Bash – Quoting in ssh $host $FOO and ssh $host “sudo su user -c $FOO” type constructs


I often end up issuing complex commands over ssh; these commands involve piping to awk or perl one-lines, and as a result contain single quotes and $'s. I have neither been able to figure out a hard and fast rule to do the quoting properly, nor found a good reference for it. For instance, consider the following:

# what I'd run locally:
CMD='pgrep -fl java | grep -i datanode | awk '{print $1}'
# this works with ssh $host "$CMD":
CMD='pgrep -fl java | grep -i datanode | awk '"'"'{print $1}'"'"

(Note the extra quotes in the awk statement.)

But how do I get this to work with, e.g. ssh $host "sudo su user -c '$CMD'"? Is there a general recipe for managing quotes in such scenarios?..

Best Answer

Dealing with multiple levels of quoting (really, multiple levels of parsing/interpretation) can get complicated. It helps to keep a few things in mind:

  • Each “level of quoting” can potentially involve a different language.
  • Quoting rules vary by language.
  • When dealing with more than one or two nested levels, it is usually easiest to work “from the bottom, up” (i.e. innermost to outermost).

Levels of Quoting

Let us look at your example commands.

pgrep -fl java | grep -i datanode | awk '{print $1}'

Your first example command (above) uses four languages: your shell, the regex in pgrep, the regex in grep (which might be different from the regex language in pgrep), and awk. There are two levels of interpretation involved: the shell and one level after the shell for each of the involved commands. There is only one explicit level of quoting (shell quoting into awk).

ssh host …

Next you added a level of ssh on top. This is effectively another shell level: ssh does not interpret the command itself, it hands it to a shell on the remote end (via (e.g.) sh -c …) and that shell interprets the string.

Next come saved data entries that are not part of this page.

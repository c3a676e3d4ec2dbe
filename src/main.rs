//! Chaturbhuj - rectangle finder
//!
//! Loads a JSON point list, finds every axis-aligned rectangle whose four
//! corners are present, reports timing and count, and optionally lists the
//! rectangles and exports them as JSON.
//!
//! Usage:
//!   chaturbhuj data_points_16.json
//!   chaturbhuj points.json --print always --output output/rectangles.json
//!   chaturbhuj -c configs/config.yaml --threads 4

use std::io::{self, BufRead, Write};
use std::path::{Path, PathBuf};
use std::time::Instant;

use clap::Parser;

use chaturbhuj::io::{load_points, save_rectangles};
use chaturbhuj::{ChaturbhujConfig, PrintMode, Rectangle, RectangleDetector, Result};

/// Find axis-aligned rectangles in a set of integer points
#[derive(Parser, Debug)]
#[command(author, version, about, long_about = None)]
struct Args {
    /// JSON file with the input points (overrides the config file)
    points: Option<PathBuf>,

    /// Configuration file path (configs/config.yaml is used when present)
    #[arg(short, long)]
    config: Option<PathBuf>,

    /// Write rectangles as JSON records to this file
    #[arg(short, long)]
    output: Option<PathBuf>,

    /// Console listing of rectangles
    #[arg(short, long, value_enum)]
    print: Option<PrintMode>,

    /// Worker threads (0 = one per core)
    #[arg(short = 'j', long)]
    threads: Option<usize>,

    /// Run every stage on the main thread
    #[arg(long)]
    sequential: bool,
}

/// Ask a yes/no question on stdin.
fn confirm(question: &str) -> io::Result<bool> {
    print!("{} (y/n): ", question);
    io::stdout().flush()?;

    let mut input = String::new();
    io::stdin().lock().read_line(&mut input)?;
    Ok(input.trim().eq_ignore_ascii_case("y"))
}

fn print_rectangles(rectangles: &[Rectangle]) {
    println!("Rectangles found:");
    for (i, rect) in rectangles.iter().enumerate() {
        let [p1, p2, p3, p4] = rect.ordered_points();
        println!(
            "  {}: [({}, {}), ({}, {}), ({}, {}), ({}, {})]",
            i + 1,
            p1.x,
            p1.y,
            p2.x,
            p2.y,
            p3.x,
            p3.y,
            p4.x,
            p4.y
        );
    }
}

fn main() -> Result<()> {
    env_logger::Builder::from_env(env_logger::Env::default().default_filter_or("info")).init();

    let args = Args::parse();
    let mut config = match &args.config {
        Some(path) => ChaturbhujConfig::load(path)?,
        None => ChaturbhujConfig::load_default()?,
    };

    // Command line overrides
    if let Some(points) = &args.points {
        config.input.points_path = points.display().to_string();
    }
    if let Some(output) = &args.output {
        config.output.json_path = Some(output.display().to_string());
    }
    if let Some(print) = args.print {
        config.output.print = print;
    }
    if let Some(threads) = args.threads {
        config.detection.num_threads = threads;
    }
    if args.sequential {
        config.detection.parallel = false;
    }

    let points = load_points(Path::new(&config.input.points_path))?;
    log::info!(
        "Loaded {} points from {}",
        points.len(),
        config.input.points_path
    );

    let detector = RectangleDetector::new(config.detection_config())?;
    log::debug!("Detecting on {} workers", detector.worker_count());

    println!("Starting rectangle calculation...");
    let start = Instant::now();
    let result = detector.detect(&points);
    let duration = start.elapsed();

    println!("----------------------------------------");
    println!("Calculation finished in {:?}", duration);
    println!("Found {} unique rectangles.", result.rectangles.len());
    println!("----------------------------------------");

    log::debug!(
        "Stages (µs): dedup {} | group {} | lines {} | match {} | rect dedup {}",
        result.timing.point_dedup_us,
        result.timing.grouping_us,
        result.timing.line_generation_us,
        result.timing.matching_us,
        result.timing.rect_dedup_us
    );

    if let Some(path) = &config.output.json_path {
        save_rectangles(Path::new(path), &result.rectangles)?;
    }

    if !result.rectangles.is_empty() {
        let show = match config.output.print {
            PrintMode::Always => true,
            PrintMode::Never => false,
            PrintMode::Ask => {
                confirm("Do you want to print the found rectangles to the console?")?
            }
        };
        if show {
            print_rectangles(&result.rectangles);
        }
    }

    Ok(())
}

ssh host "sudo su user -c …"

Then you asked about adding another shell level in the middle by using su (via sudo, which does not interpret its command arguments, so we can ignore it). At this point, you have three levels of nesting going on (awk → shell, shell → shell (ssh), shell → shell (su user -c), so I advise using the “bottom, up” approach. I will assume that your shells are Bourne compatible (e.g. sh, ash, dash, ksh, bash, zsh, etc.). Some other kind of shell (fish, rc, etc.) might require different syntax, but the method still applies.

Bottom, Up

  1. Formulate the string you want to represent at the innermost level.
  2. Select a quoting mechanism from the quoting repertoire of the next-highest language.
  3. Quote the desired string according to your selected quoting mechanism.
    • There are often many variations how to apply which quoting mechanism. Doing it by hand is usually a matter of practice and experience. When doing it programatically, it is usually best to pick the easiest to get right (usually the “most literal” (fewest escapes)).
  4. Optionally, use the resulting quoted string with additional code.
  5. If you have not yet reached your desired level of quoting/interpretation, take the resulting quoted string (plus any added code) and use it as the starting string in step 2.

Quoting Semantics Vary

The thing to keep in mind here is that each language (quoting level) may give slightly different semantics (or even drastically different semantics) to the same quoting character.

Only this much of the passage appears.